## Exercise brief
Some lines in the data below hold the string "impl". Report how many, as a bare number.

## Entries provided

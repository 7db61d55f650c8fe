//! One-time HMAC signing keys.

use rand::RngCore;
use std::fmt;
use zeroize::Zeroizing;

/// Width of an HS256 signing key in bytes.
pub const SIGNING_KEY_LEN: usize = 32;

/// Symmetric key material used to sign exactly one token.
///
/// The bytes are zeroized on drop and never printed.
pub struct SigningKey {
    bytes: Zeroizing<Vec<u8>>,
}

impl SigningKey {
    /// Generate a new random key.
    pub fn generate() -> Self {
        let mut rng = rand::rng();
        let mut bytes = Zeroizing::new(vec![0u8; SIGNING_KEY_LEN]);
        rng.fill_bytes(bytes.as_mut_slice());

        Self { bytes }
    }

    /// Take ownership of key material recovered from a key service.
    pub fn from_bytes(bytes: Vec<u8>) -> Self {
        Self {
            bytes: Zeroizing::new(bytes),
        }
    }

    pub fn as_bytes(&self) -> &[u8] {
        &self.bytes
    }

    pub fn len(&self) -> usize {
        self.bytes.len()
    }

    pub fn is_empty(&self) -> bool {
        self.bytes.is_empty()
    }
}

impl fmt::Debug for SigningKey {
    fn fmt(&self, f: &mut fmt::Formatter<'_>) -> fmt::Result {
        f.write_str("SigningKey(<redacted>)")
    }
}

## Written answer
2